Jaime Jarrín has been the Spanish language voice for the Dodgers over the last 64 years. He joined the team the year after it moved from Brooklyn to Los Angeles. To date, he’s called thousands of games. 

Jarrín will retire at the end of the 2022 season, leaving behind a decades-long legacy that’s landed him in the Baseball Hall of Fame and the Dodgers Ring of Honor. The Dodgers will honor Jarrín at a celebration hosted at Chavez Ravine on October 1. 

“I feel overwhelmed about all the attention and all the love that people have shown to me,” he says. “I have to thank so many people. But I think I will mention first the Dodgers because they are the ones that give me the opportunity to be on the air. … They were the first Major League Baseball club to give the fans bilingual coverage of the games because so many Spanish-speaking people [are] here in Southern California.”

He says the past 64 years have been a dream and great ride, but it’s time to change priorities. 

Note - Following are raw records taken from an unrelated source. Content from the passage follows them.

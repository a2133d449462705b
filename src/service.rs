//! The coordinator: the boundary a request layer talks to.

use std::sync::Arc;
use std::time::Duration;

use serde::Serialize;
use tracing::{error, info};

use crate::assembly::Assembler;
use crate::audio::MAX_PAUSE_MS;
use crate::dispatch::{Dispatcher, UnitMessage};
use crate::error::{BlockvoiceError, Result};
use crate::job::{
    Job, JobFailure, JobId, JobResult, JobSnapshot, JobStatus, StatusReport, UnitInput,
    UnitOutcome, UnitResult,
};
use crate::providers::{SynthesisError, Voice};
use crate::runtime::Runtime;
use crate::store;

#[derive(Debug, Clone, Default, PartialEq, Eq, Serialize)]
pub struct ResumeReport {
    /// Jobs whose uncounted units were dispatched again.
    pub jobs: Vec<JobId>,
    pub redispatched: usize,
    /// Jobs that only needed the assembly step.
    pub assembled: Vec<JobId>,
}

pub struct Coordinator {
    runtime: Runtime,
    dispatcher: Arc<dyn Dispatcher>,
}

impl Coordinator {
    pub fn new(runtime: Runtime, dispatcher: Arc<dyn Dispatcher>) -> Self {
        Self {
            runtime,
            dispatcher,
        }
    }

    /// Validate the blocks, create the job with all of its units, then
    /// dispatch one message per unit. Returns without waiting for any unit.
    pub async fn submit(&self, inputs: Vec<UnitInput>) -> Result<JobId> {
        let inputs = self.validate(inputs)?;
        let (job, units) = Job::with_units(inputs);
        self.runtime.store.create_job(&job, &units).await?;
        info!(job_id = %job.id, unit_count = job.unit_count, "job created");

        for unit in units {
            let message = UnitMessage {
                job_id: job.id.clone(),
                unit_index: unit.index,
                input: unit.input,
            };
            if let Err(e) = self.dispatcher.dispatch(message).await {
                error!(job_id = %job.id, unit_index = unit.index, error = %e, "dispatch failed");
                let failure = JobFailure::new(format!("failed to dispatch unit {}: {e}", unit.index));
                if store::fail_job(self.runtime.store.as_ref(), &job.id, failure.clone())
                    .await?
                    .is_some()
                {
                    self.runtime.hooks.on_job_failed(&job.id, &failure).await;
                }
                return Err(e.into());
            }
        }
        Ok(job.id)
    }

    /// Pick up jobs left live by an earlier process: re-dispatch every unit
    /// not yet counted, and assemble jobs whose units were all counted but
    /// never assembled. Counting is idempotent, so re-dispatching a unit
    /// that is merely slow is harmless.
    pub async fn resume(&self) -> Result<ResumeReport> {
        let mut report = ResumeReport::default();
        let assembler = Assembler::new(self.runtime.clone());

        for job in self.runtime.store.list_jobs().await? {
            if job.status.is_terminal() {
                continue;
            }
            if job.completed_count == job.unit_count {
                info!(job_id = %job.id, "resuming interrupted assembly");
                assembler.assemble(&job.id).await?;
                report.assembled.push(job.id);
                continue;
            }

            let snapshot = self.runtime.store.snapshot(&job.id).await?;
            for unit in snapshot.units.into_iter().filter(|u| !u.counted) {
                self.dispatcher
                    .dispatch(UnitMessage {
                        job_id: job.id.clone(),
                        unit_index: unit.index,
                        input: unit.input,
                    })
                    .await?;
                report.redispatched += 1;
            }
            info!(job_id = %job.id, "job resumed");
            report.jobs.push(job.id);
        }
        Ok(report)
    }

    /// Reject malformed submissions before anything is written. Voices given
    /// by display name are rewritten to their id.
    fn validate(&self, inputs: Vec<UnitInput>) -> Result<Vec<UnitInput>> {
        if inputs.is_empty() {
            return Err(BlockvoiceError::Validation(
                "at least one block is required".into(),
            ));
        }
        let synthesizer = &self.runtime.synthesizer;
        inputs
            .into_iter()
            .enumerate()
            .map(|(index, mut input)| {
                if input.text.trim().is_empty() {
                    return Err(BlockvoiceError::Validation(format!(
                        "block {index}: text must not be empty"
                    )));
                }
                if input.wait_after_ms > MAX_PAUSE_MS {
                    return Err(BlockvoiceError::Validation(format!(
                        "block {index}: wait_after_ms {} exceeds the {MAX_PAUSE_MS}ms limit",
                        input.wait_after_ms
                    )));
                }
                input.voice = synthesizer
                    .resolve_voice(&input.provider, &input.voice)
                    .map_err(|e| {
                        let available = match &e {
                            SynthesisError::UnknownProvider(_) => synthesizer.providers(),
                            _ => synthesizer
                                .voices(&input.provider)
                                .unwrap_or_default()
                                .into_iter()
                                .map(|v| v.voice_id)
                                .collect(),
                        };
                        BlockvoiceError::Validation(format!(
                            "block {index}: {e} (available: {})",
                            available.join(", ")
                        ))
                    })?;
                Ok(input)
            })
            .collect()
    }

    pub async fn get_status(&self, job_id: &str) -> Result<StatusReport> {
        let snapshot = self.runtime.store.snapshot(job_id).await?;
        Ok(StatusReport::from(&snapshot.job))
    }

    pub async fn get_result(&self, job_id: &str) -> Result<JobResult> {
        let snapshot = self.completed(job_id).await?;
        let units = snapshot
            .units
            .iter()
            .map(|unit| match &unit.outcome {
                UnitOutcome::Succeeded { artifact } => UnitResult {
                    index: unit.index,
                    artifact: Some(artifact.stored.clone()),
                    duration_ms: Some(artifact.duration_ms),
                },
                _ => UnitResult {
                    index: unit.index,
                    artifact: None,
                    duration_ms: None,
                },
            })
            .collect();
        let job = snapshot.job;
        let composite = job
            .composite
            .ok_or(BlockvoiceError::NotReady { status: job.status })?;
        Ok(JobResult {
            job_id: job.id,
            composite,
            units,
            skipped: job.skipped,
        })
    }

    /// Audio of one unit of a completed job: the local copy if it is still
    /// in the working area, otherwise the durable one.
    pub async fn unit_audio(&self, job_id: &str, index: usize) -> Result<Vec<u8>> {
        let snapshot = self.completed(job_id).await?;
        let unit = snapshot.unit(index).ok_or_else(|| {
            BlockvoiceError::from(store::StoreError::UnitNotFound {
                job_id: job_id.to_string(),
                index,
            })
        })?;
        let UnitOutcome::Succeeded { artifact } = &unit.outcome else {
            return Err(BlockvoiceError::NoAudio { index });
        };
        if let Some(path) = &artifact.local_path
            && let Ok(bytes) = self.runtime.workspace.read(path).await
        {
            return Ok(bytes);
        }
        Ok(self.runtime.storage.fetch(&artifact.stored).await?)
    }

    pub async fn composite_audio(&self, job_id: &str) -> Result<Vec<u8>> {
        let snapshot = self.completed(job_id).await?;
        if let Ok(bytes) = self
            .runtime
            .workspace
            .read(&self.runtime.workspace.composite_path(job_id))
            .await
        {
            return Ok(bytes);
        }
        let composite = snapshot.job.composite.ok_or(BlockvoiceError::NotReady {
            status: snapshot.job.status,
        })?;
        Ok(self.runtime.storage.fetch(&composite).await?)
    }

    pub fn list_providers(&self) -> Vec<String> {
        self.runtime.synthesizer.providers()
    }

    pub fn list_voices(&self, provider: &str) -> Result<Vec<Voice>> {
        self.runtime
            .synthesizer
            .voices(provider)
            .ok_or_else(|| SynthesisError::UnknownProvider(provider.to_string()).into())
    }

    /// Poll until the job is terminal, reporting each observed status.
    pub async fn wait(
        &self,
        job_id: &str,
        poll: Duration,
        mut on_status: impl FnMut(&StatusReport),
    ) -> Result<StatusReport> {
        loop {
            let status = self.get_status(job_id).await?;
            on_status(&status);
            if status.status.is_terminal() {
                return Ok(status);
            }
            tokio::time::sleep(poll).await;
        }
    }

    async fn completed(&self, job_id: &str) -> Result<JobSnapshot> {
        let snapshot = self.runtime.store.snapshot(job_id).await?;
        match snapshot.job.status {
            JobStatus::Completed => Ok(snapshot),
            JobStatus::Failed => Err(BlockvoiceError::JobFailed {
                failure: snapshot
                    .job
                    .failure
                    .unwrap_or_else(|| JobFailure::new("unknown failure")),
            }),
            status => Err(BlockvoiceError::NotReady { status }),
        }
    }
}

He wants to spend more time with his son and daughter-in-law, and work on the foundation they have on behalf of his wife. He says the foundation will give 15 college scholarships in the next two weeks, each worth $5000. The California State Universities also match that amount of money.   

Jarrín’s wife and son came to the U.S. from Ecuador in December 1955 — months after he arrived alone as a 19-year-old. 

“At the beginning, I was thinking of going to New York or probably Chicago, but then I started reading about how huge the Spanish-speaking people currently [are] here in Southern California. So I thought that's the place where I should go. And that's a great, great decision that I took coming to Southern California.” 

At the time, he knew nothing about baseball because people in Ecuador didn’t play it (instead, they played soccer), but he started watching local teams play to understand the game. 

Flash forward decades later, Jarrín says he’ll be nervous during this weekend’s ceremony. “I don't know if I will be able to avoid crying.”